= Onshore oil and gas fields in the United Kingdom =

The onshore oil and gas resources in the United Kingdom are located in a number of provinces corresponding to prospective sedimentary basins. Provinces and Basins (from south to north) include the Wessex-Channel Basin, Weald Basin, Worcester Basin, Cheshire Basin, East Midlands Province, West Lancashire Basin, NE England Province, Northumberland-Solway Basin, Midland Valley of Scotland, and the Orcadian Basin.

== Background ==
The Petroleum Act 1998 confers all rights to the UK's petroleum resources to the Crown. These rights are devolved to governments and government bodies. The licensing of exploration and development of England's onshore oil and gas resources is regulated by the Oil & Gas Authority. The OGA can grant licences that confer exclusive rights to search and bore for and get petroleum, over a limited area for a limited time.

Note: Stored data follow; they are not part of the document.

impl Simulation {
    /// Create a simulation with the reference config.
    ///
    /// # Example
    ///
    /// ```
    /// use siege_core::simulation::Simulation;
    ///
    /// let sim = Simulation::new();
    /// assert_eq!(sim.get_tick(), 0);
    /// assert_eq!(sim.player().gold, 1000);
    /// ```
    #[must_use]
    pub fn new() -> Self {
        Self::with_config(SimConfig::default())
    }

    /// Create a simulation with custom tunables.
    #[must_use]
    pub fn with_config(config: SimConfig) -> Self {
        Self {
            tick: 0,
            player: PlayerState::initial(&config),
            structures: EntityStorage::new(),
            units: EntityStorage::new(),
            clock: AccrualClock::new(config.accrual_period()),
            config,
        }
    }

    /// Get the current tick number.
    #[must_use]
    pub const fn get_tick(&self) -> u64 {
        self.tick
    }

    /// Active tunables.
    #[must_use]
    pub const fn config(&self) -> &SimConfig {
        &self.config
    }

    /// Player counters and selections.
    #[must_use]
    pub const fn player(&self) -> &PlayerState {
        &self.player
    }

    /// Placed structures.
    #[must_use]
    pub const fn structures(&self) -> &EntityStorage<Structure> {
        &self.structures
    }

    /// Deployed units.
    #[must_use]
    pub const fn units(&self) -> &EntityStorage<Unit> {
        &self.units
    }

    /// Accrual schedule state.
    #[must_use]
    pub const fn clock(&self) -> &AccrualClock {
        &self.clock
    }

    // ------------------------------------------------------------------
    // Commands
    // ------------------------------------------------------------------

    /// Apply a player command.
    ///
    /// # Errors
    ///
    /// Returns the command's rejection reason; the simulation is unchanged.
    pub fn apply(&mut self, command: Command) -> Result<CommandOutcome> {
        let name = command.name();
        let result = match command {
            Command::PlaceStructure { kind, position } => self
                .place_structure(kind, position)
                .map(CommandOutcome::Placed),
            Command::SelectStructure(kind) => self
                .select_structure(kind)
                .map(|()| CommandOutcome::Selected(kind)),
            Command::PlaceSelected(position) => {
                self.place_selected(position).map(CommandOutcome::Placed)
            }
            Command::TrainUnit(kind) => self
                .train_unit(kind)
                .map(|troops| CommandOutcome::Trained { kind, troops }),
            Command::DeployUnit(position) => {
                self.deploy_unit(position).map(CommandOutcome::Deployed)
            }
            Command::PrimaryAction(position) => self.primary_action(position),
            Command::ToggleAttackMode => Ok(CommandOutcome::AttackMode(self.toggle_attack_mode())),
            Command::Reset => {
                self.reset();
                Ok(CommandOutcome::Reset)
            }
        };

        if let Err(ref err) = result {
            tracing::debug!(command = name, error = %err, "Command rejected");
        }
        result
    }

    /// Place a structure, paying its gold cost.
    ///
    /// Clears the pending structure selection on success.
    ///
    /// # Errors
    ///
    /// - [`GameError::InsufficientResources`] if gold is below the cost
    /// - [`GameError::PositionOutOfRange`] if `position` is outside the world
    /// - [`GameError::InvalidPlacement`] if the footprint collides with an
    ///   existing structure plus clearance
    pub fn place_structure(&mut self, kind: StructureKind, position: Vec2Fixed) -> Result<EntityId> {
        let stats = kind.stats();
        self.player.ensure_affordable(ResourceKind::Gold, stats.cost)?;
        ensure_in_bounds(position)?;

        let clearance = Fixed::from_num(self.config.placement_clearance);
        let blocking = self.structures.iter_sorted().find(|(_, existing)| {
            footprints_overlap(
                position,
                stats.size,
                existing.position,
                existing.size,
                clearance,
            )
        });
        if let Some((blocking, _)) = blocking {
            return Err(GameError::InvalidPlacement {
                kind,
                position,
                blocking,
            });
        }

        self.player.spend(ResourceKind::Gold, stats.cost)?;
        self.player.selected_structure = None;
        let id = self.structures.insert(Structure::new(kind, position));

        tracing::debug!(id, %kind, %position, gold = self.player.gold, "Structure placed");
        Ok(id)
    }

    /// Arm `kind` for the next placement.
    ///
    /// # Errors
    ///
    /// Returns [`GameError::InsufficientResources`] if the structure is not
    /// currently affordable.
    pub fn select_structure(&mut self, kind: StructureKind) -> Result<()> {
        self.player
            .ensure_affordable(ResourceKind::Gold, kind.stats().cost)?;
        self.player.selected_structure = Some(kind);
        Ok(())
    }

    /// Place the armed structure kind.
    ///
    /// # Errors
    ///
    /// [`GameError::InvalidSelection`] when nothing is armed, otherwise as
    /// [`place_structure`](Self::place_structure).
    pub fn place_selected(&mut self, position: Vec2Fixed) -> Result<EntityId> {
        let kind = self
            .player
            .selected_structure
            .ok_or(GameError::InvalidSelection("structure"))?;
        self.place_structure(kind, position)
    }

    /// Train one troop, paying its elixir cost.
    ///
    /// Training only grants a deployable troop and selects `kind` for
    /// deployment; no unit appears on the field. Returns the new troop count.
    ///
    /// # Errors
    ///
    /// Returns [`GameError::InsufficientResources`] if elixir is below the cost.
    pub fn train_unit(&mut self, kind: UnitKind) -> Result<u32> {
        self.player.spend(ResourceKind::Elixir, kind.stats().cost)?;
        self.player.troops = self.player.troops.saturating_add(1);
        self.player.selected_unit = Some(kind);

        tracing::debug!(%kind, troops = self.player.troops, elixir = self.player.elixir, "Unit trained");
        Ok(self.player.troops)
    }

    /// Deploy one troop of the selected kind at `position`.
    ///
    /// # Errors
    ///
    /// - [`GameError::AttackModeDisabled`] outside attack mode
    /// - [`GameError::InvalidSelection`] when no unit kind is selected
    /// - [`GameError::NoTroopsAvailable`] when the troop count is zero
    /// - [`GameError::PositionOutOfRange`] if `position` is outside the world
    pub fn deploy_unit(&mut self, position: Vec2Fixed) -> Result<EntityId> {
        if !self.player.attack_mode {
            return Err(GameError::AttackModeDisabled);
        }
        let kind = self
            .player
            .selected_unit
            .ok_or(GameError::InvalidSelection("unit"))?;
        if self.player.troops == 0 {
            return Err(GameError::NoTroopsAvailable);
        }
        ensure_in_bounds(position)?;

        self.player.troops -= 1;
        let id = self.units.insert(Unit::new(kind, position));

        tracing::debug!(id, %kind, %position, troops = self.player.troops, "Unit deployed");
        Ok(id)
    }

    /// Battlefield click.
    ///
    /// In attack mode with a unit selected, deploys; otherwise places the
    /// armed structure; with neither, does nothing.
    ///
    /// # Errors
    ///
    /// Whatever the dispatched deploy or placement returns.
    pub fn primary_action(&mut self, position: Vec2Fixed) -> Result<CommandOutcome> {
        if self.player.attack_mode && self.player.selected_unit.is_some() {
            self.deploy_unit(position).map(CommandOutcome::Deployed)
        } else if self.player.selected_structure.is_some() {
            self.place_selected(position).map(CommandOutcome::Placed)
        } else {
            Ok(CommandOutcome::Ignored)
        }
    }

    /// Flip attack mode, returning the new value.
    pub fn toggle_attack_mode(&mut self) -> bool {
        self.player.attack_mode = !self.player.attack_mode;
        tracing::debug!(attack_mode = self.player.attack_mode, "Attack mode toggled");
        self.player.attack_mode
    }

    /// Restore initial player state and clear the battlefield.
    ///
    /// The tick counter keeps running; entity ids restart from 1.
    pub fn reset(&mut self) {
        self.player = PlayerState::initial(&self.config);
        self.structures = EntityStorage::new();
        self.units = EntityStorage::new();
        self.clock.reset();
        tracing::info!(tick = self.tick, "Simulation reset");
    }

    // ------------------------------------------------------------------
    // Tick
    // ------------------------------------------------------------------

    /// Advance the simulation by one tick.
    ///
    /// # Example
    ///
    /// ```
    /// use siege_core::simulation::Simulation;
    ///
    /// let mut sim = Simulation::new();
    /// let events = sim.tick();
    /// assert!(events.attacks.is_empty());
    /// assert_eq!(sim.get_tick(), 1);
    /// ```
    pub fn tick(&mut self) -> TickEvents {
        let mut events = TickEvents::default();
        let padding = Fixed::from_num(self.config.attack_range_padding);
        let cooldown_ticks = self.config.attack_cooldown_ticks;

        for unit_id in self.units.sorted_ids() {
            let Some(unit) = self.units.get_mut(unit_id) else {
                continue;
            };
            if unit.health.is_dead() {
                continue;
            }

            let target = nearest_structure(unit.position, self.structures.iter_sorted())
                .and_then(|(id, dist_sq)| Some((id, dist_sq, self.structures.get_mut(id)?)));
            let Some((target_id, distance_sq, structure)) = target else {
                // Idle: nothing left to attack.
                unit.cooldown.tick();
                continue;
            };

            let threshold = attack_threshold(structure.size, padding);
            if !in_attack_range(distance_sq, threshold) {
                unit.position = step_toward(unit.position, structure.position, unit.speed);
            } else if unit.cooldown.is_ready() {
                let damage = structure.health.apply_damage(unit.attack_damage);
                unit.cooldown.trigger(cooldown_ticks);
                events.attacks.push(AttackEvent {
                    unit: unit_id,
                    structure: target_id,
                    damage,
                    remaining: structure.health.current,
                });
                tracing::trace!(
                    unit = unit_id,
                    structure = target_id,
                    damage,
                    remaining = structure.health.current,
                    "Attack"
                );
            }

            unit.cooldown.tick();
        }

        events.destroyed_structures = self.structures.remove_where(|s| !s.is_alive());
        events.removed_units = self.units.remove_where(|u| u.health.is_dead());
        for id in &events.destroyed_structures {
            tracing::debug!(tick = self.tick, structure = id, "Structure destroyed");
        }

        self.tick += 1;

        #[cfg(debug_assertions)]
        {
            let hash = self.state_hash();
            tracing::debug!(tick = self.tick, state_hash = hash, "Simulation state hash");
        }

        events
    }

    // ------------------------------------------------------------------
    // Accrual
    // ------------------------------------------------------------------

    /// Credit one accrual period from every standing producer.
    pub fn accrue_resources(&mut self) -> AccrualReport {
        let report = resource_yield(self.structures.iter().map(|(_, s)| s), &self.config);
        self.player.credit(ResourceKind::Gold, report.gold);
        self.player.credit(ResourceKind::Elixir, report.elixir);

        if !report.is_empty() {
            tracing::debug!(
                gold = report.gold,
                elixir = report.elixir,
                total_gold = self.player.gold,
                total_elixir = self.player.elixir,
                "Resources accrued"
            );
        }
        report
    }

    /// Feed elapsed wall-clock time into the accrual schedule.
    ///
    /// Fires one accrual per completed period; partial periods carry over.
    pub fn advance_clock(&mut self, elapsed: Duration) -> AccrualReport {
        let periods = self.clock.advance(elapsed);
        let mut total = AccrualReport::default();
        for _ in 0..periods {
            total += self.accrue_resources();
        }
        total
    }

    // ------------------------------------------------------------------
    // Views
    // ------------------------------------------------------------------

    /// Owned copy of everything needed to render the current frame.
    #[must_use]
    pub fn snapshot(&self) -> Snapshot {
        Snapshot {
            tick: self.tick,
            gold: self.player.gold,
            elixir: self.player.elixir,
            troops: self.player.troops,
            attack_mode: self.player.attack_mode,
            selected_structure: self.player.selected_structure,
            selected_unit: self.player.selected_unit,
            structures: self
                .structures
                .iter_sorted()
                .map(|(id, s)| StructureView::new(id, s))
                .collect(),
            units: self
                .units
                .iter_sorted()
                .map(|(id, u)| UnitView::new(id, u))
                .collect(),
        }
    }

    /// Calculate a hash of the current simulation state.
    ///
    /// Two simulations with identical state produce identical hashes.
    #[must_use]
    pub fn state_hash(&self) -> u64 {
        let mut hasher = DefaultHasher::new();

        self.tick.hash(&mut hasher);
        self.player.hash(&mut hasher);

        self.structures.len().hash(&mut hasher);
        for (id, structure) in self.structures.iter_sorted() {
            id.hash(&mut hasher);
            structure.kind.hash(&mut hasher);
            structure.position.hash(&mut hasher);
            structure.health.hash(&mut hasher);
        }

        self.units.len().hash(&mut hasher);
        for (id, unit) in self.units.iter_sorted() {
            id.hash(&mut hasher);
            unit.kind.hash(&mut hasher);
            unit.position.hash(&mut hasher);
            unit.health.hash(&mut hasher);
            unit.cooldown.hash(&mut hasher);
        }

        hasher.finish()
    }
}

The Scotland Act 2016 devolved oil and gas licensing powers to the Scottish Government with effect from 9 February 2018.

In addition, the Office of Unconventional Gas and Oil (OUGO), is a UK Government office that promotes the safe, responsible and environmentally sound recovery of the UK's unconventional reserves of gas and oil.

The onshore oil and gas industry is represented by the United Kingdom Onshore Oil and Gas (UKOOG) industry body.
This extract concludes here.